Spokesman Kristinn Hrafnsson said the Australian's safety was at stake after US politicians called for him to face treason charges and an adviser to Canadian Prime Minister Stephen Harper reportedly said he should be killed.
"We have had threats from governments and commentators, some of them totally preposterous, even calls for the assassination of Julian Assange," Hrafnsson said during a debate at the Frontline Club in London.
"He is justified in being concerned for his safety. When you have people calling, for example, for his assassination, it is best to keep a low profile," he added.
Hrafnsson said Assange's whereabouts would remain secret. He is known to have recently spent time in Sweden and London and is the subject of an Interpol arrest request over a rape allegation in Sweden.
He has faced calls from the United States for his arrest, with Mike Huckabee, a former Republican presidential hopeful, reportedly saying that those responsible for the leaks were guilty of treason and should face execution, CNN reported.

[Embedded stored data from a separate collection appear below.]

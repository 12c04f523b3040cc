//! Presentation layer: stateless HTML rendering plus the two-route axum app.

pub mod page;
pub mod routes;
pub mod state;

pub use routes::router;
pub use state::AppState;
//! Passenger attributes collected from the booking form.
//!
//! [`PassengerForm`] is the raw wire shape: every field optional, every value a
//! string, exactly as an `application/x-www-form-urlencoded` body delivers them.
//! [`PassengerForm::parse`] turns it into a validated [`Passenger`]. Missing
//! `age`/`fare` fall back to fixed defaults; any other missing field and any
//! malformed value is an error.

use serde::Deserialize;
use thiserror::Error;

/// Fallback when the form omits `age`.
pub const DEFAULT_AGE: f64 = 29.7;

/// Fallback when the form omits `fare`.
pub const DEFAULT_FARE: f64 = 14.45;

#[derive(Debug, Error, PartialEq, Eq)]
pub enum ParseError {
    #[error("missing form field '{0}'")]
    Missing(&'static str),

    #[error("field '{field}' is not a valid number: '{value}'")]
    InvalidNumber { field: &'static str, value: String },

    #[error("passenger class must be 1, 2 or 3, got '{0}'")]
    InvalidClass(String),

    #[error("sex must be 'male' or 'female', got '{0}'")]
    InvalidSex(String),

    #[error("embarkation port must be 'S', 'C' or 'Q', got '{0}'")]
    InvalidPort(String),
}

#[derive(Debug, Clone, Copy, PartialEq, Eq)]
pub enum Sex {
    Male,
    Female,
}

impl Sex {
    pub fn as_str(&self) -> &'static str {
        match self {
            Self::Male => "male",
            Self::Female => "female",
        }
    }

    fn parse(raw: &str) -> Result<Self, ParseError> {
        match raw {
            "male" => Ok(Self::Male),
            "female" => Ok(Self::Female),
            other => Err(ParseError::InvalidSex(other.to_string())),
        }
    }
}

/// Port of embarkation, by the single-letter codes used in the passenger
/// manifest data.
#[derive(Debug, Clone, Copy, PartialEq, Eq)]
pub enum Port {
    Southampton,
    Cherbourg,
    Queenstown,
}

impl Port {
    pub fn code(&self) -> &'static str {
        match self {
            Self::Southampton => "S",
            Self::Cherbourg => "C",
            Self::Queenstown => "Q",
        }
    }

    fn parse(raw: &str) -> Result<Self, ParseError> {
        match raw {
            "S" => Ok(Self::Southampton),
            "C" => Ok(Self::Cherbourg),
            "Q" => Ok(Self::Queenstown),
            other => Err(ParseError::InvalidPort(other.to_string())),
        }
    }
}

/// Validated passenger attributes, one per prediction request.
#[derive(Debug, Clone, PartialEq)]
pub struct Passenger {
    /// Ticket class, 1 (first) through 3 (third).
    pub class: u8,
    pub sex: Sex,
    pub age: f64,
    pub siblings_spouses: u32,
    pub parents_children: u32,
    pub fare: f64,
    pub embarked: Port,
}

/// Raw form fields as posted by the browser.
///
/// Every field is optional so that a missing required field surfaces as a
/// [`ParseError`] through the normal per-request error path rather than a
/// framework-level rejection.
#[derive(Debug, Clone, Default, Deserialize)]
pub struct PassengerForm {
    pub pclass: Option<String>,
    pub sex: Option<String>,
    pub age: Option<String>,
    pub sibsp: Option<String>,
    pub parch: Option<String>,
    pub fare: Option<String>,
    pub embarked: Option<String>,
}

impl PassengerForm {
    /// Validate and type the raw fields.
    ///
    /// `pclass`, `sex`, `sibsp`, `parch` and `embarked` must be present and
    /// well-formed. `age` and `fare` default to [`DEFAULT_AGE`] and
    /// [`DEFAULT_FARE`] when absent but still fail when present and
    /// non-numeric; an empty string counts as present.
    pub fn parse(&self) -> Result<Passenger, ParseError> {
        let class_raw = required("pclass", self.pclass.as_deref())?;
        let class: u8 = parse_number("pclass", class_raw)?;
        if !(1..=3).contains(&class) {
            return Err(ParseError::InvalidClass(class_raw.to_string()));
        }

        let sex = Sex::parse(required("sex", self.sex.as_deref())?)?;
        let embarked = Port::parse(required("embarked", self.embarked.as_deref())?)?;

        let siblings_spouses = parse_number("sibsp", required("sibsp", self.sibsp.as_deref())?)?;
        let parents_children = parse_number("parch", required("parch", self.parch.as_deref())?)?;

        let age = parse_or_default("age", self.age.as_deref(), DEFAULT_AGE)?;
        let fare = parse_or_default("fare", self.fare.as_deref(), DEFAULT_FARE)?;

        Ok(Passenger {
            class,
            sex,
            age,
            siblings_spouses,
            parents_children,
            fare,
            embarked,
        })
    }
}

fn required<'a>(field: &'static str, value: Option<&'a str>) -> Result<&'a str, ParseError> {
    value.ok_or(ParseError::Missing(field))
}

fn parse_number<T: std::str::FromStr>(field: &'static str, raw: &str) -> Result<T, ParseError> {
    raw.trim().parse().map_err(|_| ParseError::InvalidNumber {
        field,
        value: raw.to_string(),
    })
}

fn parse_or_default(
    field: &'static str,
    raw: Option<&str>,
    default: f64,
) -> Result<f64, ParseError> {
    match raw {
        None => Ok(default),
        Some(value) => parse_number(field, value),
    }
}

#[cfg(test)]
mod tests {
    use super::*;

    fn full_form() -> PassengerForm {
        PassengerForm {
            pclass: Some("1".into()),
            sex: Some("female".into()),
            age: Some("29".into()),
            sibsp: Some("0".into()),
            parch: Some("0".into()),
            fare: Some("100".into()),
            embarked: Some("S".into()),
        }
    }

    #[test]
    fn parse_valid_form() {
        let p = full_form().parse().unwrap();
        assert_eq!(p.class, 1);
        assert_eq!(p.sex, Sex::Female);
        assert_eq!(p.age, 29.0);
        assert_eq!(p.siblings_spouses, 0);
        assert_eq!(p.parents_children, 0);
        assert_eq!(p.fare, 100.0);
        assert_eq!(p.embarked, Port::Southampton);
    }

    #[test]
    fn missing_age_uses_default() {
        let mut form = full_form();
        form.age = None;
        let p = form.parse().unwrap();
        assert_eq!(p.age, DEFAULT_AGE);
    }

    #[test]
    fn missing_fare_uses_default() {
        let mut form = full_form();
        form.fare = None;
        let p = form.parse().unwrap();
        assert_eq!(p.fare, DEFAULT_FARE);
    }

    #[test]
    fn non_numeric_age_is_an_error_even_though_absence_is_not() {
        let mut form = full_form();
        form.age = Some("abc".into());
        let err = form.parse().unwrap_err();
        assert_eq!(
            err,
            ParseError::InvalidNumber {
                field: "age",
                value: "abc".into()
            }
        );
    }

    #[test]
    fn empty_age_counts_as_present_and_malformed() {
        let mut form = full_form();
        form.age = Some(String::new());
        assert!(matches!(
            form.parse(),
            Err(ParseError::InvalidNumber { field: "age", .. })
        ));
    }

    #[test]
    fn missing_pclass_is_an_error() {
        let mut form = full_form();
        form.pclass = None;
        assert_eq!(form.parse().unwrap_err(), ParseError::Missing("pclass"));
    }

    #[test]
    fn class_out_of_range_is_rejected() {
        let mut form = full_form();
        form.pclass = Some("4".into());
        assert_eq!(
            form.parse().unwrap_err(),
            ParseError::InvalidClass("4".into())
        );
    }

    #[test]
    fn negative_sibling_count_is_rejected() {
        let mut form = full_form();
        form.sibsp = Some("-1".into());
        assert!(matches!(
            form.parse(),
            Err(ParseError::InvalidNumber { field: "sibsp", .. })
        ));
    }

    #[test]
    fn unknown_sex_is_rejected() {
        let mut form = full_form();
        form.sex = Some("other".into());
        assert_eq!(form.parse().unwrap_err(), ParseError::InvalidSex("other".into()));
    }

    #[test]
    fn unknown_port_is_rejected() {
        let mut form = full_form();
        form.embarked = Some("X".into());
        assert_eq!(form.parse().unwrap_err(), ParseError::InvalidPort("X".into()));
    }

    #[test]
    fn numeric_fields_tolerate_whitespace() {
        let mut form = full_form();
        form.age = Some(" 42.5 ".into());
        assert_eq!(form.parse().unwrap().age, 42.5);
    }

    #[test]
    fn parse_error_messages_name_the_field() {
        let mut form = full_form();
        form.fare = Some("lots".into());
        let err = form.parse().unwrap_err();
        assert_eq!(err.to_string(), "field 'fare' is not a valid number: 'lots'");
    }
}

Separately, Tom Flanagan, an adviser to Canada's prime minister, said flippantly in a television interview that Assange "should be assassinated" and that US President Barack Obama "should put out a contract and maybe use a drone."
Hrafnsson, an Icelandic former journalist, defended Assange's decision to remain in hiding and not to face up to the Swedish arrest warrant, saying the timing of the Interpol alert was "curious".
"He is in a secret location and working on the project with a group of our staff. It is necessary in the circumstances to keep his location secret," Hrafnsson said.
The spokesman also pointed to the fact that WikiLeaks was suffering repeated cyber attacks as evidence that it was being targeted.
"We know the interest of the US government in bringing down WikiLeaks," he said.
US Secretary of State Hillary Clinton accused WikiLeaks on Monday of an "attack on the international community" by releasing the documents, but Hrafnsson insisted that WikiLeaks had done nothing illegal.
"There has been a lot of talk about legal actions taken against Wikileaks and Julian, about how we have done something illegal, that we are criminals, but we have not seen any reference to how we are supposed to have broken the law," he said.